J’ai grandi dans cette génération marquée par l’ombre du sida. Cette époque fait partie de ma mémoire personnelle. C’est sans doute pour cela que ce roman m’a particulièrement touchée. Les chapitres consacrés à la science, à la recherche, aux tâtonnements des médecins et chercheurs ont résonné avec mes propres souvenirs. Moi qui ai lu plusieurs ouvrages sur cette période, notamment « Plus grands que l’amour » de Dominique Lapierre, j’ai retrouvé dans ces pages le souffle d’une époque où la peur et la course contre la montre dominaient tout. Ces passages ne m’ont pas semblé froids, bien au contraire : ils m’ont émue par leur justesse et leur vérité.

En refermant ce roman, j’ai ressenti une profonde émotion. Ce n’est pas une tristesse spectaculaire, mais une émotion lente, grave, qui s’installe et reste. J’ai été touchée par la pudeur de ce récit, par ce qu’il dit des familles, de la honte, des silences. « Les enfants endormis » est un livre qui oblige à regarder en face une époque que beaucoup ont préféré taire.

Un livre qui donne une voix au silence

« Les enfants endormis » est un roman d’une grande dignité. Anthony Passeron parvient à mêler l’histoire intime de sa famille à la mémoire collective d’une crise sanitaire et humaine majeure. Ce texte est à la fois un hommage, un récit de filiation et une page d’Histoire. L’auteur donne une voix à une génération de malades souvent réduits au silence, tout en rendant hommage aux familles et aux soignants qui ont vécu cette époque dans l’ombre. Les passages documentés sur la recherche médicale sont particulièrement éclairants et offrent un regard sensible sur les débuts de l’épidémie.

C’est une lecture qui demande une certaine disponibilité émotionnelle, mais elle est profondément marquante. Ce livre ne se contente pas de raconter, il transmet. Et longtemps après avoir tourné la dernière page, Désiré continue d’exister dans la mémoire du lecteur.

« Le sida ne voulait rien savoir. Il se jouait de tout le monde : des chercheurs, des médecins, des malades et de leurs proches. Personne n’en réchappait, pas même le fils préféré d’une famille de commerçants de l’arrière-pays. »

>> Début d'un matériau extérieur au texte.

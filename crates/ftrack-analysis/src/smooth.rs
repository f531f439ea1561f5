//! Temporal smoothing of per-speaker trajectories.

use std::cmp::Ordering;

use ftrack_models::Detection;

/// Damp positional jitter with a fixed 3-point box filter per speaker.
///
/// Detections are grouped by speaker (groups keep first-seen order) and
/// each group is stably sorted by timestamp. The first and last
/// detections of a group pass through unchanged; every interior
/// detection is replaced by a copy whose x and y are the truncating
/// integer average of itself and its two unsmoothed temporal neighbors.
/// Width, height, confidence, identity and timestamp are untouched;
/// centers are re-derived. Groups of length two or less are returned
/// as-is. The full set is then re-sorted by timestamp to restore global
/// chronological order across speakers.
pub fn smooth_detections(detections: Vec<Detection>) -> Vec<Detection> {
    let mut groups: Vec<(String, Vec<Detection>)> = Vec::new();
    for detection in detections {
        match groups.iter_mut().find(|(id, _)| *id == detection.speaker_id) {
            Some((_, group)) => group.push(detection),
            None => groups.push((detection.speaker_id.clone(), vec![detection])),
        }
    }

    let mut smoothed = Vec::new();
    for (_, mut group) in groups {
        group.sort_by(|a, b| {
            a.timestamp
                .partial_cmp(&b.timestamp)
                .unwrap_or(Ordering::Equal)
        });

        if group.len() <= 2 {
            smoothed.extend(group);
            continue;
        }

        for i in 0..group.len() {
            if i == 0 || i == group.len() - 1 {
                smoothed.push(group[i].clone());
                continue;
            }
            // Neighbors are the unsmoothed originals.
            let (prev, cur, next) = (&group[i - 1], &group[i], &group[i + 1]);
            let x = ((prev.x as u64 + cur.x as u64 + next.x as u64) / 3) as u32;
            let y = ((prev.y as u64 + cur.y as u64 + next.y as u64) / 3) as u32;
            smoothed.push(cur.repositioned(x, y));
        }
    }

    smoothed.sort_by(|a, b| {
        a.timestamp
            .partial_cmp(&b.timestamp)
            .unwrap_or(Ordering::Equal)
    });
    smoothed
}

#[cfg(test)]
mod tests {
    use super::*;
    use ftrack_models::BoundingBox;

    fn det(timestamp: f64, x: u32, y: u32, speaker: &str) -> Detection {
        Detection::new(
            timestamp,
            BoundingBox::new(x, y, 40, 40),
            50.0,
            speaker.to_string(),
        )
    }

    #[test]
    fn test_groups_of_two_or_less_pass_through() {
        let one = vec![det(0.0, 10, 10, "speaker_1")];
        assert_eq!(smooth_detections(one.clone()), one);

        let two = vec![det(0.0, 10, 10, "speaker_1"), det(1.0, 30, 30, "speaker_1")];
        assert_eq!(smooth_detections(two.clone()), two);
    }

    #[test]
    fn test_three_point_window() {
        let input = vec![
            det(0.0, 10, 10, "speaker_1"),
            det(1.0, 20, 20, "speaker_1"),
            det(2.0, 30, 30, "speaker_1"),
        ];
        let smoothed = smooth_detections(input.clone());
        assert_eq!(smoothed[0], input[0]);
        assert_eq!(smoothed[1].x, 20); // (10 + 20 + 30) / 3
        assert_eq!(smoothed[1].y, 20);
        assert_eq!(smoothed[2], input[2]);
    }

    #[test]
    fn test_average_truncates_instead_of_rounding() {
        let input = vec![
            det(0.0, 10, 0, "speaker_1"),
            det(1.0, 20, 0, "speaker_1"),
            det(2.0, 31, 0, "speaker_1"),
        ];
        let smoothed = smooth_detections(input);
        // (10 + 20 + 31) / 3 = 61 / 3 = 20 with truncation, not 20.33 rounded
        assert_eq!(smoothed[1].x, 20);
    }

    #[test]
    fn test_smoothing_preserves_everything_but_position() {
        let input = vec![
            det(0.0, 0, 0, "speaker_1"),
            det(1.0, 90, 90, "speaker_1"),
            det(2.0, 0, 0, "speaker_1"),
        ];
        let smoothed = smooth_detections(input.clone());
        let interior = &smoothed[1];
        assert_eq!(interior.timestamp, 1.0);
        assert_eq!(interior.width, 40);
        assert_eq!(interior.height, 40);
        assert_eq!(interior.confidence, 50.0);
        assert_eq!(interior.speaker_id, "speaker_1");
        assert_eq!(interior.x, 30);
        // Centers are recomputed from the smoothed position
        assert_eq!(interior.center_x, 30 + 20);
    }

    #[test]
    fn test_speakers_are_smoothed_independently_and_resorted() {
        let input = vec![
            det(0.0, 0, 0, "speaker_1"),
            det(0.5, 100, 0, "speaker_2"),
            det(1.0, 30, 0, "speaker_1"),
            det(1.5, 100, 0, "speaker_2"),
            det(2.0, 60, 0, "speaker_1"),
        ];
        let smoothed = smooth_detections(input);

        // Global chronological order restored across speakers
        let timestamps: Vec<f64> = smoothed.iter().map(|d| d.timestamp).collect();
        assert_eq!(timestamps, vec![0.0, 0.5, 1.0, 1.5, 2.0]);

        // speaker_1 interior at t=1.0 smoothed over its own neighbors only
        assert_eq!(smoothed[2].speaker_id, "speaker_1");
        assert_eq!(smoothed[2].x, 30); // (0 + 30 + 60) / 3
        // speaker_2 has only two detections, untouched
        assert_eq!(smoothed[1].x, 100);
        assert_eq!(smoothed[3].x, 100);
    }

    #[test]
    fn test_idempotent_on_stationary_track() {
        let input = vec![
            det(0.0, 50, 50, "speaker_1"),
            det(1.0, 50, 50, "speaker_1"),
            det(2.0, 50, 50, "speaker_1"),
        ];
        assert_eq!(smooth_detections(input.clone()), input);
    }
}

#Lesenfantsendormis   #AnthonyPasseron 

En bref…

Ce qui m’a poussé à ouvrir ce livre : la chaude recommandation d’Elodie, la libraire de la Librairie de Paris ! Et le résumé. Moi qui apprécie les romans mêlant science ou médecine, je ne pouvais pas faire fausse route !

Auteur connu : j’ai pu rencontrer Anthony lors de la Fête du Livre de Saint Etienne il y a quinze jours. 

Émotions ressenties lors de la lecture : passion, empathie, envie, curiosité, mais aussi de l’incompréhension et de la colère face aux réactions de certaines personnes (soignants ou non) à l’égard des malades.

Ce que j’ai moins aimé : RAS

Les plus : la justesse de l’écriture, la construction, la puissance du témoignage, les détails scientifiques, le regard sur les débuts de l’épidémie, les émotions. 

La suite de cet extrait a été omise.